Screening for Dyslexia in University Students: a Standardized Procedure Based on Conditional Inference Trees

Arch Clin Neuropsychol. 2024 Jan 12:acad103. doi: 10.1093/arclin/acad103. Online ahead of print.

Abstract

Objective: The focus of this study is on providing tools to enable researchers and practitioners to screen for dyslexia in adults entering university. The first aim is to validate and provide diagnostic properties for a set of seven tests including a 1-min word reading test, a 2-min pseudoword reading test, a phonemic awareness test, a spelling test, the Alouette reading fluency test, a connected-text reading fluency test, and the self-report Adult Reading History Questionnaire (ARHQ). The second, more general, aim of this study was to devise a standardized and confirmatory procedure for dyslexia screening from a subset of the initial seven tests. We used conditional inference tree analysis, a supervised machine learning approach to identify the most relevant tests, cut-off scores, and optimal order of test administration.
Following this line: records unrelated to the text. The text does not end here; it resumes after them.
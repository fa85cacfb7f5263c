//! SimpleEQ - Real-time Stereo Equalizer Engine
//!
//! Three sections per channel, always in this order:
//! 1. Low-cut: Butterworth high-pass, 12/24/36/48 dB/oct
//! 2. Peak: one peaking biquad (frequency, gain, Q)
//! 3. High-cut: Butterworth low-pass, 12/24/36/48 dB/oct
//!
//! # Architecture
//!
//! - [`ParameterStore`]: lock-free controls, written from any thread
//! - [`settings::resolve`]: per-block snapshot of the store
//! - [`dsp::ChainUpdater`]: designs coefficients and installs them into both chains
//! - [`EqProcessor`]: the block boundary a host calls
//!
//! The audio path never locks, allocates or logs.

pub mod config;
pub mod dsp;
pub mod engine;
pub mod error;
pub mod params;
pub mod settings;

pub use config::EngineConfig;
pub use engine::{AudioBuffer, ChannelLayout, EqProcessor};
pub use error::{EqError, Result};
pub use params::{ParamId, ParameterStore};
pub use settings::{FilterSettings, Slope};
Method: A combined sample of 60 university students with dyslexia (clinical validation group) and 65 university students without dyslexia (normative group) provided data to determine the diagnostic properties of these tests including sensitivity, specificity, and cut-off scores.
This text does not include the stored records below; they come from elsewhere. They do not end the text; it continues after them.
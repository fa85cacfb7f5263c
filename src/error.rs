//! Error handling for the equalizer engine
//!
//! The filter core itself is infallible. Errors only arise at the
//! boundaries: parameter lookup, host lifecycle, configuration and file I/O.

use thiserror::Error;

/// Result type alias for engine operations
pub type Result<T> = std::result::Result<T, EqError>;

/// Main error type for engine operations
#[derive(Error, Debug)]
pub enum EqError {
    // Parameter Errors
    #[error("Unknown parameter: {id}")]
    UnknownParameter { id: String },

    #[error("Invalid value for {param}: {value} (expected {expected})")]
    InvalidParameter {
        param: String,
        value: String,
        expected: String,
    },

    // Lifecycle Errors
    #[error("Invalid sample rate: {sample_rate} Hz")]
    InvalidSampleRate { sample_rate: f64 },

    #[error("Processor used before prepare()")]
    NotPrepared,

    #[error("Block of {block_size} samples exceeds announced maximum of {max_block_size}")]
    BlockTooLarge {
        block_size: usize,
        max_block_size: usize,
    },

    #[error("Unsupported channel layout: {input_channels} in / {output_channels} out")]
    UnsupportedLayout {
        input_channels: usize,
        output_channels: usize,
    },

    #[error("Channel length mismatch: left has {left} samples, right has {right}")]
    ChannelLengthMismatch { left: usize, right: usize },

    // File Errors
    #[error("File not found: {path}")]
    FileNotFound { path: String },

    #[error("Invalid audio file: {reason}")]
    InvalidAudio { reason: String },

    #[error("Unsupported audio format: {format}")]
    UnsupportedFormat { format: String },

    // I/O Errors
    #[error("I/O error: {0}")]
    Io(#[from] std::io::Error),

    #[error("WAV error: {0}")]
    Wav(#[from] hound::Error),

    // Configuration Errors
    #[error("Configuration error: {0}")]
    Config(#[from] serde_json::Error),
}

impl EqError {
    /// Get the error code for this error type
    pub fn error_code(&self) -> &'static str {
        match self {
            EqError::UnknownParameter { .. } => "UNKNOWN_PARAMETER",
            EqError::InvalidParameter { .. } => "INVALID_PARAMETER",
            EqError::InvalidSampleRate { .. } => "INVALID_SAMPLE_RATE",
            EqError::NotPrepared => "NOT_PREPARED",
            EqError::BlockTooLarge { .. } => "BLOCK_TOO_LARGE",
            EqError::UnsupportedLayout { .. } => "UNSUPPORTED_LAYOUT",
            EqError::ChannelLengthMismatch { .. } => "CHANNEL_LENGTH_MISMATCH",
            EqError::FileNotFound { .. } => "FILE_NOT_FOUND",
            EqError::InvalidAudio { .. } => "INVALID_AUDIO",
            EqError::UnsupportedFormat { .. } => "UNSUPPORTED_FORMAT",
            EqError::Io(_) => "IO_ERROR",
            EqError::Wav(_) => "WAV_ERROR",
            EqError::Config(_) => "CONFIG_ERROR",
        }
    }

    /// Check if this error is recoverable
    ///
    /// Recoverable errors leave the processor in a usable state; the caller
    /// can fix its input and try again.
    pub fn is_recoverable(&self) -> bool {
        matches!(
            self,
            EqError::UnknownParameter { .. }
                | EqError::InvalidParameter { .. }
                | EqError::NotPrepared
                | EqError::BlockTooLarge { .. }
                | EqError::ChannelLengthMismatch { .. }
                | EqError::FileNotFound { .. }
        )
    }

    /// Get recovery suggestions for this error
    pub fn recovery_suggestions(&self) -> Vec<&'static str> {
        match self {
            EqError::UnknownParameter { .. } => vec![
                "Valid ids: LC_freq, HC_freq, PD_freq, PD_gain, PD_q, LC_slope, HC_slope",
                "Bypass toggles: LC_bypass, PD_bypass, HC_bypass",
            ],
            EqError::InvalidSampleRate { .. } => {
                vec!["Sample rate must be a positive, finite number of Hz"]
            }
            EqError::NotPrepared => vec!["Call prepare() with the stream's sample rate first"],
            EqError::BlockTooLarge { .. } => vec![
                "Split the block into chunks no larger than the announced maximum",
                "Call prepare() again with a larger maximum block size",
            ],
            EqError::UnsupportedLayout { .. } => vec![
                "Only mono and stereo layouts are supported",
                "Input and output layouts must match",
            ],
            EqError::FileNotFound { .. } => vec!["Check the file path is correct"],
            EqError::UnsupportedFormat { .. } => vec![
                "Convert to a mono or stereo WAV file",
                "Supported bit depths: 16, 24, 32",
            ],
            _ => vec![],
        }
    }
}

#[cfg(test)]
mod tests {
    use super::*;

    #[test]
    fn test_error_codes() {
        let err = EqError::UnknownParameter {
            id: "LC_gain".to_string(),
        };
        assert_eq!(err.error_code(), "UNKNOWN_PARAMETER");
        assert_eq!(EqError::NotPrepared.error_code(), "NOT_PREPARED");
    }

    #[test]
    fn test_recovery_suggestions() {
        let err = EqError::BlockTooLarge {
            block_size: 8192,
            max_block_size: 512,
        };
        assert!(!err.recovery_suggestions().is_empty());
        assert!(err.is_recoverable());

        let err = EqError::UnsupportedLayout {
            input_channels: 6,
            output_channels: 6,
        };
        assert!(!err.is_recoverable());
    }

    #[test]
    fn test_display_includes_context() {
        let err = EqError::ChannelLengthMismatch {
            left: 128,
            right: 64,
        };
        let message = err.to_string();
        assert!(message.contains("128"));
        assert!(message.contains("64"));
    }
}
Results: Results showed that combinations of four tests (ARHQ, text reading fluency, phonemic awareness, pseudoword reading) and their relative conditional cut-off scores optimize powerful discriminatory screening procedures for dyslexia, with an overall classification accuracy of approximately 90%.

Conclusions: The novel use of the conditional inference tree methodology explored in the present study offered a way of moving toward a more efficient screening battery using only a subset of the seven tests examined. Both clinical and theoretical implications of these findings are discussed.

Keywords: Adults with dyslexia; Conditional inference; Diagnostic properties; Supervised classification; Validation procedure.